*** Records to use ***
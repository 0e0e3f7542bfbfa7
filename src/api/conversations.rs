//! Conversations endpoints

use crate::api::ApiError;
use crate::api::conversations::schemas::{ConversationList, CreateConversation, CreateMessage};
use crate::core::engine::EngineError;
use crate::core::engine::events::{EventSink, SubProcessEvent};
use crate::core::traits::{ChatEngineFactory, ConversationService};
use crate::infrastructure::entities::{ConversationDetail, Message, MessageStatus};
use async_stream::stream;
use axum::extract::Path;
use axum::response::Sse;
use axum::response::sse::{Event, KeepAlive};
use axum::routing::get;
use axum::{Json, Router};
use di::Ref;
use di_axum::Inject;
use futures_util::Stream;
use log::{error, info};
use serde::Serialize;
use std::convert::Infallible;
use std::time::Duration;
use tokio::sync::mpsc;
use uuid::Uuid;

pub fn router() -> Router {
    Router::new()
        .route("/", get(list_conversations).post(new_conversation))
        .route("/:id", get(get_conversation))
        .route(
            "/:id/messages",
            get(conversation_messages).post(post_message),
        )
}

async fn list_conversations(
    Inject(conversation_service): Inject<dyn ConversationService>,
) -> Result<Json<ConversationList>, ApiError> {
    let conversations = conversation_service.list_conversations().await?;

    Ok(Json(ConversationList {
        conversations: conversations
            .into_iter()
            .map(schemas::Conversation::from)
            .collect(),
    }))
}

async fn new_conversation(
    Inject(conversation_service): Inject<dyn ConversationService>,
    Json(create_conversation): Json<CreateConversation>,
) -> Result<Json<schemas::ConversationDetail>, ApiError> {
    let conversation = conversation_service
        .create_conversation(create_conversation.document_ids)
        .await?;

    Ok(Json(conversation.into()))
}

async fn get_conversation(
    Inject(conversation_service): Inject<dyn ConversationService>,
    Path(conversation_id): Path<Uuid>,
) -> Result<Json<schemas::ConversationDetail>, ApiError> {
    let conversation = conversation_service
        .get_conversation(conversation_id)
        .await?;

    Ok(Json(conversation.into()))
}

async fn conversation_messages(
    Inject(conversation_service): Inject<dyn ConversationService>,
    Path(conversation_id): Path<Uuid>,
) -> Result<Json<schemas::MessagesList>, ApiError> {
    let messages = conversation_service.list_messages(conversation_id).await?;

    Ok(Json(schemas::MessagesList {
        messages: messages.into_iter().map(schemas::Message::from).collect(),
    }))
}

async fn post_message(
    Inject(conversation_service): Inject<dyn ConversationService>,
    Inject(chat_engine_factory): Inject<dyn ChatEngineFactory>,
    Path(conversation_id): Path<Uuid>,
    Json(message): Json<CreateMessage>,
) -> Result<Sse<impl Stream<Item = Result<Event, Infallible>>>, ApiError> {
    if message.text.trim().is_empty() {
        return Err(ApiError::bad_request("message text must not be empty"));
    }

    // the turn's history is the conversation before this message
    let conversation = conversation_service
        .get_conversation(conversation_id)
        .await?;
    let user_message = conversation_service
        .create_user_message(conversation_id, message.text.clone())
        .await?;
    let assistant_message = conversation_service
        .create_pending_assistant_message(conversation_id)
        .await?;

    Ok(save_message_and_generate_response(
        conversation_service,
        chat_engine_factory,
        conversation,
        user_message,
        assistant_message.id,
        message.text,
    ))
}

enum Step {
    SubProcess(SubProcessEvent),
    Part(String),
    Done(Result<String, EngineError>),
}

async fn generate_response(
    chat_engine_factory: Ref<dyn ChatEngineFactory>,
    conversation: ConversationDetail,
    text: String,
    events: EventSink,
    deltas: mpsc::Sender<String>,
) -> Result<String, EngineError> {
    let agent = chat_engine_factory
        .get_chat_engine(&conversation, events)
        .await?;
    agent.stream_chat(&text, deltas).await
}

fn sse_event<T: Serialize>(name: &'static str, data: &T) -> Event {
    Event::default()
        .event(name)
        .json_data(data)
        .unwrap_or_else(|e| {
            error!("failed to serialize {name} event: {e}");
            Event::default().event(name)
        })
}

fn save_message_and_generate_response(
    conversation_service: Ref<dyn ConversationService>,
    chat_engine_factory: Ref<dyn ChatEngineFactory>,
    conversation: ConversationDetail,
    user_message: Message,
    message_id: Uuid,
    text: String,
) -> Sse<impl Stream<Item = Result<Event, Infallible>>> {
    let conversation_id = conversation.conversation.id;

    let stream = stream! {
        yield Ok(sse_event("new_message", &schemas::Message::from(user_message)));

        let (event_sender, mut event_receiver) = mpsc::unbounded_channel();
        let (delta_sender, mut delta_receiver) = mpsc::channel(64);
        let generation = generate_response(
            chat_engine_factory,
            conversation,
            text,
            EventSink::new(event_sender),
            delta_sender,
        );
        tokio::pin!(generation);

        let mut assistant_message = String::new();
        let result = loop {
            let step = tokio::select! {
                biased;
                Some(event) = event_receiver.recv() => Step::SubProcess(event),
                Some(part) = delta_receiver.recv() => Step::Part(part),
                result = &mut generation => Step::Done(result),
            };

            match step {
                Step::SubProcess(event) => {
                    if let Err(e) = conversation_service.record_sub_process(message_id, &event).await {
                        error!("failed to record sub process for {message_id}: {e}");
                    }
                    yield Ok(sse_event("sub_process", &schemas::SubProcess::new(message_id, event)));
                }
                Step::Part(message_part) => {
                    assistant_message.push_str(&message_part);
                    yield Ok(Event::default()
                        .event("message_part")
                        .retry(Duration::from_millis(100))
                        .json_data(schemas::MessagePart {
                            conversation_id,
                            message_id,
                            message_part,
                        })
                        .unwrap_or_else(|_| Event::default().event("message_part")));
                }
                Step::Done(result) => break result,
            }
        };

        // output sent in the same poll that finished the pipeline
        while let Ok(message_part) = delta_receiver.try_recv() {
            assistant_message.push_str(&message_part);
            yield Ok(sse_event("message_part", &schemas::MessagePart {
                conversation_id,
                message_id,
                message_part,
            }));
        }
        while let Ok(event) = event_receiver.try_recv() {
            if let Err(e) = conversation_service.record_sub_process(message_id, &event).await {
                error!("failed to record sub process for {message_id}: {e}");
            }
            yield Ok(sse_event("sub_process", &schemas::SubProcess::new(message_id, event)));
        }

        match result {
            Ok(answer) => {
                info!("message {message_id} completed");
                match conversation_service
                    .update_message(message_id, MessageStatus::Success, answer)
                    .await
                {
                    Ok(message) => yield Ok(sse_event("message_done", &schemas::Message::from(message))),
                    Err(e) => {
                        error!("failed to save assistant message {message_id}: {e}");
                        yield Ok(sse_event("message_error", &schemas::MessageError {
                            conversation_id,
                            message_id,
                            error: e.to_string(),
                        }));
                    }
                }
            }
            Err(e) => {
                error!("failed to generate response for {message_id}: {e}");
                if let Err(e) = conversation_service
                    .update_message(message_id, MessageStatus::Error, assistant_message)
                    .await
                {
                    error!("failed to mark message {message_id} as failed: {e}");
                }
                yield Ok(sse_event("message_error", &schemas::MessageError {
                    conversation_id,
                    message_id,
                    error: e.to_string(),
                }));
            }
        }
    };

    Sse::new(stream).keep_alive(KeepAlive::default())
}

pub mod schemas {
    use crate::core::engine::events::SubProcessEvent;
    use crate::infrastructure::entities;
    use crate::infrastructure::entities::{
        MessageRole, MessageStatus, SubProcessSource, SubProcessStatus,
    };
    use chrono::{DateTime, Utc};
    use serde::{Deserialize, Serialize};
    use uuid::Uuid;

    #[derive(Deserialize, Debug, Default)]
    pub struct CreateConversation {
        #[serde(default)]
        pub document_ids: Vec<String>,
    }

    #[derive(Serialize, Debug)]
    pub struct Conversation {
        pub id: Uuid,
        pub created_at: DateTime<Utc>,
        pub updated_at: DateTime<Utc>,
    }

    impl From<entities::Conversation> for Conversation {
        fn from(conversation: entities::Conversation) -> Self {
            Conversation {
                id: conversation.id,
                created_at: conversation.created_at,
                updated_at: conversation.updated_at,
            }
        }
    }

    #[derive(Serialize, Debug)]
    pub struct ConversationList {
        pub conversations: Vec<Conversation>,
    }

    #[derive(Serialize, Debug)]
    pub struct ConversationDetail {
        pub id: Uuid,
        pub created_at: DateTime<Utc>,
        pub updated_at: DateTime<Utc>,
        pub messages: Vec<Message>,
        pub documents: Vec<String>,
    }

    impl From<entities::ConversationDetail> for ConversationDetail {
        fn from(detail: entities::ConversationDetail) -> Self {
            ConversationDetail {
                id: detail.conversation.id,
                created_at: detail.conversation.created_at,
                updated_at: detail.conversation.updated_at,
                messages: detail.messages.into_iter().map(Message::from).collect(),
                documents: detail.documents,
            }
        }
    }

    #[derive(Serialize, Debug, Default)]
    pub struct MessagesList {
        pub messages: Vec<Message>,
    }

    #[derive(Serialize, Debug)]
    pub struct Message {
        pub conversation_id: Uuid,
        pub id: Uuid,
        pub role: MessageRole,
        pub status: MessageStatus,
        pub content: String,
        pub created_at: DateTime<Utc>,
    }

    impl From<entities::Message> for Message {
        fn from(message: entities::Message) -> Self {
            Message {
                conversation_id: message.conversation_id,
                id: message.id,
                role: message.role,
                status: message.status,
                content: message.content,
                created_at: message.created_at,
            }
        }
    }

    #[derive(Deserialize, Debug)]
    pub struct CreateMessage {
        pub text: String,
    }

    #[derive(Serialize, Debug)]
    pub struct MessagePart {
        pub conversation_id: Uuid,
        pub message_id: Uuid,
        pub message_part: String,
    }

    #[derive(Serialize, Debug)]
    pub struct MessageError {
        pub conversation_id: Uuid,
        pub message_id: Uuid,
        pub error: String,
    }

    #[derive(Serialize, Debug)]
    pub struct SubProcess {
        pub event_id: Uuid,
        pub message_id: Uuid,
        pub source: SubProcessSource,
        pub status: SubProcessStatus,
        pub metadata_map: serde_json::Value,
    }

    impl SubProcess {
        pub fn new(message_id: Uuid, event: SubProcessEvent) -> Self {
            SubProcess {
                event_id: event.event_id,
                message_id,
                source: event.source,
                status: event.status,
                metadata_map: event.metadata,
            }
        }
    }
}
***
Exercise requirements => Repeat the material exactly. Begin with its first line and end with the line that has "use crate::core::engine::EngineError;".

Answer box =>
repository 0e0e3f7542bfbfa7
filename src/api/conversations.rs
//! Conversations endpoints

use crate::api::ApiError;
use crate::api::conversations::schemas::{ConversationList, CreateConversation, CreateMessage};
use crate::core::engine::EngineError;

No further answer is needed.